PROBLEM DETAILS - Exact copies of the line with "already at capacity." and of all lines after it through the end of the entries are required, and no other lines.

+++ DATA SECTION

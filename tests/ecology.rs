mod common;

use common::{EngineBuilder, ScriptedRng, SpeciesBuilder};
use ecotick_core::catalog::Catalog;
use ecotick_core::config::EngineConfig;
use ecotick_core::engine::{tick, EngineState};

#[test]
fn test_producer_recovers_from_single_seed() {
    let survivors = (1..=20)
        .filter(|&seed| {
            let mut engine = EngineBuilder::new()
                .with_seed(seed)
                .with_species(
                    SpeciesBuilder::producer("moss")
                        .rates(0.0, 0.25, 0.01)
                        .start_pop(1)
                        .build(),
                )
                .build();
            engine.fast_forward(50);
            engine.population("moss") > 0
        })
        .count();
    assert!(survivors >= 17, "only {} of 20 runs survived", survivors);
}

#[test]
fn test_predation_removes_exactly_one_prey() {
    let mut wolf = SpeciesBuilder::consumer("wolf", &["sheep"])
        .rates(1.0, 0.0, 0.0)
        .metabolism(0.0)
        .start_pop(1)
        .build();
    wolf.eat_gain = 8.0;
    wolf.max_energy = 15.0;
    wolf.breed_threshold = 100.0;
    let sheep = SpeciesBuilder::producer("sheep")
        .rates(0.0, 0.0, 0.0)
        .start_pop(1)
        .build();
    let catalog = Catalog::new(vec![wolf.clone(), sheep]);
    let config = EngineConfig::default();

    let mut state = EngineState::seeded(&catalog, &config);
    state.populations.pool_mut("wolf").unwrap()[0].energy = 10.0;

    let mut rng = ScriptedRng::constant(0.5);
    let report = tick(&mut state, &catalog, &config, &mut rng);

    assert_eq!(state.populations.count("sheep"), 0);
    assert_eq!(report.get("sheep").unwrap().eaten, 1);
    assert_eq!(report.get("sheep").unwrap().deaths, 0);
    let energy = state.populations.pool("wolf")[0].energy;
    assert_eq!(energy, 10.0 + f64::min(wolf.eat_gain, wolf.max_energy - 10.0));
}

#[test]
fn test_failed_hunt_gains_nothing() {
    let mut wolf = SpeciesBuilder::consumer("wolf", &["sheep"])
        .rates(1.0, 0.0, 0.0)
        .metabolism(1.0)
        .start_pop(1)
        .build();
    wolf.breed_threshold = 100.0;
    let sheep = SpeciesBuilder::producer("sheep").start_pop(0).build();
    let catalog = Catalog::new(vec![wolf.clone(), sheep]);
    let config = EngineConfig::default();
    let mut state = EngineState::seeded(&catalog, &config);

    let mut rng = ScriptedRng::constant(0.5);
    tick(&mut state, &catalog, &config, &mut rng);

    // Death roll, eat roll, prey-species pick, prey-index pick (AlwaysDraw).
    assert_eq!(rng.draws(), 4);
    assert_eq!(
        state.populations.pool("wolf")[0].energy,
        wolf.max_energy - wolf.metabolism
    );
}

#[test]
fn test_consumer_with_starving_diet_never_migrates() {
    let fox = SpeciesBuilder::consumer("fox", &["vole"]).start_pop(0).build();
    let vole = SpeciesBuilder::producer("vole")
        .rates(0.0, 0.0, 0.0)
        .start_pop(10)
        .build();
    let catalog = Catalog::new(vec![fox, vole]);
    let config = EngineConfig {
        migration_chance: 1.0,
        ..Default::default()
    };
    let mut state = EngineState::seeded(&catalog, &config);

    // Every roll succeeds, so only the food gate can keep the fox out.
    let mut rng = ScriptedRng::constant(0.0);
    for _ in 0..100 {
        let report = tick(&mut state, &catalog, &config, &mut rng);
        assert_eq!(report.get("fox").unwrap().migrants, 0);
    }
    assert_eq!(state.populations.count("fox"), 0);
    assert_eq!(state.populations.count("vole"), 10);
}

#[test]
fn test_consumer_migrates_once_food_exceeds_threshold() {
    let fox = SpeciesBuilder::consumer("fox", &["vole"]).start_pop(0).build();
    let vole = SpeciesBuilder::producer("vole")
        .rates(0.0, 0.0, 0.0)
        .start_pop(11)
        .build();
    let catalog = Catalog::new(vec![fox, vole]);
    let config = EngineConfig {
        migration_chance: 1.0,
        ..Default::default()
    };
    let mut state = EngineState::seeded(&catalog, &config);
    let mut rng = ScriptedRng::constant(0.0);

    for t in 1..=10 {
        let report = tick(&mut state, &catalog, &config, &mut rng);
        let migrants = report.get("fox").unwrap().migrants;
        if t < 10 {
            assert_eq!(migrants, 0, "migration before interval at tick {}", t);
        } else {
            assert_eq!(migrants, 1);
        }
    }
}

#[test]
fn test_newborn_producers_start_at_half_energy() {
    let moss = SpeciesBuilder::producer("moss")
        .rates(0.0, 1.0, 0.0)
        .start_pop(1)
        .build();
    let catalog = Catalog::new(vec![moss.clone()]);
    let config = EngineConfig::default();
    let mut state = EngineState::seeded(&catalog, &config);
    let mut rng = ScriptedRng::constant(0.0);

    let report = tick(&mut state, &catalog, &config, &mut rng);
    assert_eq!(report.get("moss").unwrap().births, 1);
    let pool = state.populations.pool("moss");
    assert_eq!(pool[1].energy, moss.max_energy * 0.5);
    assert_eq!(pool[1].age, 0);
}

#[test]
fn test_breed_cost_policies() {
    use ecotick_core::config::BreedCostPolicy;

    let run = |policy: BreedCostPolicy| {
        let mut deer = SpeciesBuilder::consumer("deer", &["grass"])
            .rates(0.0, 1.0, 0.0)
            .metabolism(0.0)
            .start_pop(1)
            .build();
        deer.breed_threshold = 1.0;
        let grass = SpeciesBuilder::producer("grass").start_pop(0).build();
        let catalog = Catalog::new(vec![deer, grass]);
        let config = EngineConfig {
            breed_cost: policy,
            min_breed_factor: 0.0,
            consumer_capacity: 1.0,
            ..Default::default()
        };
        let mut state = EngineState::seeded(&catalog, &config);
        // Death roll survives, eat roll misses, breed roll succeeds, density
        // roll fails because the pool is already at capacity.
        let mut rng = ScriptedRng::new(vec![0.5, 0.5, 0.0, 0.5], 0.9);
        let report = tick(&mut state, &catalog, &config, &mut rng);
        assert_eq!(report.get("deer").unwrap().births, 0);
        state.populations.pool("deer")[0].energy
    };

    assert_eq!(run(BreedCostPolicy::OnBreedRoll), 15.0 * 0.7);
    assert_eq!(run(BreedCostPolicy::OnBirth), 15.0);
}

++++++

SOLUTION -
        // roll fails because the pool is already at capacity.
        let mut rng = ScriptedRng::new(vec![0.5, 0.5, 0.0, 0.5], 0.9);
        let report = tick(&mut state, &catalog, &config, &mut rng);
        assert_eq!(report.get("deer").unwrap().births, 0);
        state.populations.pool("deer")[0].energy
    };

    assert_eq!(run(BreedCostPolicy::OnBreedRoll), 15.0 * 0.7);
    assert_eq!(run(BreedCostPolicy::OnBirth), 15.0);
}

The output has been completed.